Reproduce exactly the final portion of the data: every line from the one containing "let step = make_step(3);" through the last line, inclusive.

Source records
=== Section Start ===

/// A stateful read handle over a file of framed records.
///
/// A `RecordStore` keeps a single read-head position. `seek` moves the head to
/// an absolute byte offset (as recorded in an index), and `read_record` decodes
/// the frame at the head and advances past it. Because the head is shared
/// mutable state, a store must not be used from more than one reader at a time;
/// all positioning goes through explicit `seek` calls and no caller may rely on
/// the head position left behind by another caller.
///
/// Failures are reported as `false` rather than as structured errors: the index
/// layer collapses them into absence. `status` exists only for diagnostics
/// after a failed `seek` or `read_record`.
pub trait RecordStore: Send {
    /// Repositions the read head to an absolute byte offset.
    ///
    /// Returns `false` if the offset is invalid (past the end of the data) or
    /// the store is closed.
    fn seek(&mut self, offset: u64) -> bool;

    /// Reads the record at the current head position into `buf`, replacing its
    /// contents, and advances the head past the record.
    ///
    /// Returns `false` at end of data, on a corrupt frame, or if the store is
    /// closed. `buf` contents are unspecified on failure.
    fn read_record(&mut self, buf: &mut Vec<u8>) -> bool;

    /// Describes the most recent failure, if any. Diagnostics only.
    fn status(&self) -> Option<&str>;

    /// Releases the underlying resources. Idempotent; every subsequent `seek`
    /// or `read_record` returns `false`.
    fn close(&mut self);
}
//! Synthetic payload messages for trajectory tests.
//!
//! The reader is generic over any `prost::Message` payload; these are the
//! message types the test suite instantiates it with. Step identity is
//! deterministic (the global step index), so that a record fetched through
//! any access path can be checked against the index it was requested by.

use prost::Message;

/// One synthetic environment step.
#[derive(Clone, PartialEq, Message)]
pub struct TestStep {
    /// Global step index at write time.
    #[prost(int64, tag = "1")]
    pub id: i64,
    #[prost(double, tag = "2")]
    pub reward: f64,
    #[prost(bytes = "vec", tag = "3")]
    pub observation: Vec<u8>,
}

/// Per-episode metadata record.
#[derive(Clone, PartialEq, Message)]
pub struct TestEpisodeMetadata {
    /// Global episode index at write time.
    #[prost(int64, tag = "1")]
    pub episode_id: i64,
    #[prost(string, tag = "2")]
    pub label: String,
}

/// Dataset-level metadata record.
#[derive(Clone, PartialEq, Message)]
pub struct TestDatasetMetadata {
    #[prost(string, tag = "1")]
    pub environment: String,
    #[prost(int64, tag = "2")]
    pub version: i64,
}

/// Produces the step payload for global step `id`.
pub fn make_step(id: i64) -> TestStep {
    let mut observation = vec![0u8; 24];
    let mut rng = fastrand::Rng::with_seed(id as u64);
    rng.fill(&mut observation);
    TestStep {
        id,
        reward: (id % 10) as f64 * 0.5,
        observation,
    }
}

/// Produces the metadata payload for global episode `episode_id`.
pub fn make_episode_metadata(episode_id: i64) -> TestEpisodeMetadata {
    TestEpisodeMetadata {
        episode_id,
        label: format!("episode-{episode_id}"),
    }
}

#[cfg(test)]
mod tests {
    use super::*;

    #[test]
    fn test_make_step_deterministic() {
        assert_eq!(make_step(17), make_step(17));
        assert_ne!(make_step(17).observation, make_step(18).observation);
    }

    #[test]
    fn test_step_message_roundtrip() {
        let step = make_step(3);
        let bytes = step.encode_to_vec();
        let decoded = TestStep::decode(bytes.as_slice()).unwrap();
        assert_eq!(decoded, step);
    }
}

=== Section End ===

YOUR RESPONSE
        let step = make_step(3);
        let bytes = step.encode_to_vec();
        let decoded = TestStep::decode(bytes.as_slice()).unwrap();
        assert_eq!(decoded, step);
    }
}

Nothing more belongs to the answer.